OBJECTIVE: Solitary extramedullary plasmacytoma (SEP) of the thyroid is rare, and its clinical and pathologic features are not entirely understood. Generally, patients with SEP of the thyroid also present with Hashimoto thyroiditis. We report, for the first time, a case of SEP of the thyroid in a patient with subclinical hyperthyroidism.
METHODS: A 46-year-old woman presented to the emergency department with symptoms consistent with a panic attack. Following a physical examination, neck ultrasonography, and laboratory tests, we determined that the patient was hyperthyroid and possessed a toxic multinodular goiter. The patient elected to undergo a total thyroidectomy to treat the subclinical hyperthyroidism and to remove the nodules.
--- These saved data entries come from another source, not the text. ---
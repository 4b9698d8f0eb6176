//! On-disk layout for source files and page images.
//!
//! All artifacts live under one media root:
//!
//! * `sources/<document_id>.<ext>` — the uploaded file, exactly one per
//!   document.
//! * `pages/doc_<document_id>_page_<n>.jpg` — rendered page images, `n`
//!   1-based. The name is a pure function of `(document_id, page_number)`,
//!   so a page artifact is recoverable by formula, not lookup. Two
//!   documents can never collide because ids are unique.

use std::path::{Path, PathBuf};

use crate::error::StorageError;

const PAGES_DIR: &str = "pages";
const SOURCES_DIR: &str = "sources";

#[derive(Clone)]
pub struct MediaStore {
    root: PathBuf,
}

impl MediaStore {
    pub fn new<P: AsRef<Path>>(root: P) -> Self {
        Self {
            root: root.as_ref().to_path_buf(),
        }
    }

    pub fn root(&self) -> &Path {
        &self.root
    }

    /// Deterministic artifact filename for a page image.
    pub fn page_image_name(document_id: &str, page_number: u32) -> String {
        format!("doc_{}_page_{}.jpg", document_id, page_number)
    }

    /// Root-relative artifact path for a page image, as stored on the
    /// page record.
    pub fn page_relative_path(document_id: &str, page_number: u32) -> String {
        format!("{}/{}", PAGES_DIR, Self::page_image_name(document_id, page_number))
    }

    /// Absolute path for a root-relative artifact path.
    pub fn resolve(&self, relative: &str) -> PathBuf {
        self.root.join(relative)
    }

    /// Store an encoded page image, creating the `pages/` directory as
    /// needed. Returns the absolute path written.
    pub fn store_page(
        &self,
        document_id: &str,
        page_number: u32,
        content: &[u8],
    ) -> Result<PathBuf, StorageError> {
        let dir = self.root.join(PAGES_DIR);
        ensure_directory(&dir)?;

        let path = dir.join(Self::page_image_name(document_id, page_number));
        std::fs::write(&path, content).map_err(|e| StorageError::WriteFile {
            path: path.clone(),
            source: e,
        })?;
        Ok(path)
    }

    /// Store an uploaded source file under `sources/<id>.<ext>`.
    pub fn store_source(
        &self,
        document_id: &str,
        extension: &str,
        content: &[u8],
    ) -> Result<PathBuf, StorageError> {
        let dir = self.root.join(SOURCES_DIR);
        ensure_directory(&dir)?;

        let path = dir.join(format!("{}.{}", document_id, extension));
        std::fs::write(&path, content).map_err(|e| StorageError::WriteFile {
            path: path.clone(),
            source: e,
        })?;
        Ok(path)
    }

    /// Remove every artifact belonging to a document: its source file and
    /// any page images already written. Used by the ingestion boundary's
    /// compensating deletion; missing files are not an error, since the
    /// pipeline may have failed before writing anything.
    pub fn remove_document_artifacts(&self, document_id: &str) -> Result<(), StorageError> {
        let sources = self.root.join(SOURCES_DIR);
        if let Ok(entries) = std::fs::read_dir(&sources) {
            for entry in entries.flatten() {
                if file_stem_is(&entry.path(), document_id) {
                    remove_if_present(&entry.path())?;
                }
            }
        }

        let page_prefix = format!("doc_{}_page_", document_id);
        let pages = self.root.join(PAGES_DIR);
        if let Ok(entries) = std::fs::read_dir(&pages) {
            for entry in entries.flatten() {
                let path = entry.path();
                let is_page = path
                    .file_name()
                    .and_then(|n| n.to_str())
                    .is_some_and(|n| n.starts_with(&page_prefix));
                if is_page {
                    remove_if_present(&path)?;
                }
            }
        }

        Ok(())
    }
}

fn file_stem_is(path: &Path, stem: &str) -> bool {
    path.file_stem().and_then(|s| s.to_str()) == Some(stem)
}

/// Idempotent directory creation — succeeds if the directory already
/// exists.
fn ensure_directory(path: &Path) -> Result<(), StorageError> {
    std::fs::create_dir_all(path).map_err(|e| StorageError::CreateDirectory {
        path: path.to_path_buf(),
        source: e,
    })
}

fn remove_if_present(path: &Path) -> Result<(), StorageError> {
    match std::fs::remove_file(path) {
        Ok(()) => Ok(()),
        Err(e) if e.kind() == std::io::ErrorKind::NotFound => Ok(()),
        Err(e) => Err(StorageError::RemoveFile {
            path: path.to_path_buf(),
            source: e,
        }),
    }
}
RESULTS: SEP diagnosis requires consideration of the systemic spread of multiple myeloma and a combination of immunohistochemical examination, imaging, and other laboratory tests. Upon further examination, we confirmed SEP through the following criteria: the absence of kidney failure or hypercalcemia, a biopsy demonstrating plasma cell histology, a lack of bone or tissue involvement, and low serum myeloma protein concentration. The immunophenotype of the tumor cells further confirmed SEP diagnosis, with positivity for CD138, CD79a, and lambda light chain antibodies and no reactivity toward cyclin D1.
CONCLUSION: This case fulfilled the criteria for SEP, and we were able to rule out multiple myeloma. Currently, no standard treatment exists for SEP. Yet, the prognosis remains encouraging. Going forward, SEP of the thyroid should be considered in the differential diagnosis of a patient with subclinical hyperthyroidism and a toxic multinodular goiter.